* [EXERCISE]: Beginning with the first line, copy out each line of the material until the line containing "handle naming one" has been copied as well.

- - - - - - -

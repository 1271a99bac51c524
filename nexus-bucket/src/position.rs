//! Stable positions into a [`BucketStorage`](crate::BucketStorage).
//!
//! A [`Position`] is the storage's iterator: a small `Copy` handle naming one
//! element (or the end). It does not borrow the storage, so it survives any
//! number of inserts and erases of *other* elements.
//!
//! Positions are ordered by insertion time, which matches traversal order:
//! for two live positions `a < b` iff `a` is visited before `b`. The end
//! position sorts after every element.
//!
//! # Example
//!
//! ```
//! use nexus_bucket::{BucketStorage, Position};
//!
//! let mut storage = BucketStorage::with_block_capacity(4);
//! let a = storage.insert("a");
//! let b = storage.insert("b");
//!
//! assert!(a < b);
//! assert!(b < storage.end());
//! assert_eq!(storage.end(), Position::END);
//! assert_eq!(Position::default(), Position::END);
//! ```

use core::cmp::Ordering;
use core::hash::{Hash, Hasher};

use crate::chain::{NODE_NONE, STAMP_END};

/// Handle to an element of a [`BucketStorage`](crate::BucketStorage), or to
/// its end.
///
/// Obtained from `insert`, `begin`, `end`, `next`, `prev`, `advance` and
/// `erase`. A position stays valid until its own element is erased; after
/// that the storage reports it as stale (`get` returns `None`).
#[derive(Clone, Copy)]
pub struct Position {
    pub(crate) node: u32,
    pub(crate) generation: u32,
    pub(crate) stamp: u64,
}

impl Position {
    /// The end position. Equal to `end()` of every storage.
    pub const END: Position = Position {
        node: NODE_NONE,
        generation: 0,
        stamp: STAMP_END,
    };

    #[inline]
    pub(crate) const fn new(node: u32, generation: u32, stamp: u64) -> Self {
        Self {
            node,
            generation,
            stamp,
        }
    }

    /// Returns `true` if this is the end position.
    #[inline]
    pub const fn is_end(self) -> bool {
        self.stamp == STAMP_END
    }

    /// Insertion timestamp of the element, or `None` for the end position.
    ///
    /// Timestamps increase strictly with every insert into one storage.
    #[inline]
    pub const fn stamp(self) -> Option<u64> {
        if self.is_end() {
            None
        } else {
            Some(self.stamp)
        }
    }

    /// Comparison key: every end position collapses to one value.
    #[inline]
    const fn key(self) -> (u64, u32, u32) {
        if self.is_end() {
            (STAMP_END, NODE_NONE, 0)
        } else {
            (self.stamp, self.node, self.generation)
        }
    }
}

impl Default for Position {
    #[inline]
    fn default() -> Self {
        Self::END
    }
}

impl PartialEq for Position {
    #[inline]
    fn eq(&self, other: &Self) -> bool {
        self.key() == other.key()
    }
}

impl Eq for Position {}

impl PartialOrd for Position {
    #[inline]
    fn partial_cmp(&self, other: &Self) -> Option<Ordering> {
        Some(self.cmp(other))
    }
}

impl Ord for Position {
    #[inline]
    fn cmp(&self, other: &Self) -> Ordering {
        self.key().cmp(&other.key())
    }
}

impl Hash for Position {
    fn hash<H: Hasher>(&self, state: &mut H) {
        self.key().hash(state);
    }
}

impl core::fmt::Debug for Position {
    fn fmt(&self, f: &mut core::fmt::Formatter<'_>) -> core::fmt::Result {
        if self.is_end() {
            write!(f, "Position(end)")
        } else {
            f.debug_struct("Position")
                .field("node", &self.node)
                .field("generation", &self.generation)
                .field("stamp", &self.stamp)
                .finish()
        }
    }
}

#[cfg(test)]
mod tests {
    use super::*;
    use std::collections::HashSet;

    #[test]
    fn end_variants_are_equal() {
        let sentinel = Position::new(NODE_NONE, 0, STAMP_END);
        let odd_end = Position::new(17, 3, STAMP_END);

        assert_eq!(Position::END, Position::default());
        assert_eq!(Position::END, sentinel);
        assert_eq!(Position::END, odd_end);
        assert!(odd_end.is_end());
        assert_eq!(odd_end.stamp(), None);
    }

    #[test]
    fn ordering_follows_stamps() {
        let a = Position::new(5, 0, 1);
        let b = Position::new(0, 0, 2);
        let c = Position::new(3, 9, 10);

        assert!(a < b);
        assert!(b < c);
        assert!(c > a);
        assert!(a <= a);
        assert!(c >= c);
        assert!(c < Position::END);
        assert!(Position::END <= Position::END);
        assert!(Position::END >= Position::default());
    }

    #[test]
    fn identity_includes_generation() {
        let old = Position::new(2, 0, 4);
        let reused = Position::new(2, 1, 7);
        assert_ne!(old, reused);
        assert_eq!(old.stamp(), Some(4));
    }

    #[test]
    fn hash_agrees_with_eq() {
        let mut set = HashSet::new();
        set.insert(Position::END);
        set.insert(Position::new(9, 9, STAMP_END));
        set.insert(Position::new(1, 0, 0));
        assert_eq!(set.len(), 2);
    }

    #[test]
    fn debug_format() {
        assert_eq!(format!("{:?}", Position::END), "Position(end)");
        assert_eq!(
            format!("{:?}", Position::new(1, 2, 3)),
            "Position { node: 1, generation: 2, stamp: 3 }"
        );
    }
}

- - - - - - -

* [TASK SOLUTION]:
repository 1271a99bac51c524
filename nexus-bucket/src/position.rs
//! Stable positions into a [`BucketStorage`](crate::BucketStorage).
//!
//! A [`Position`] is the storage's iterator: a small `Copy` handle naming one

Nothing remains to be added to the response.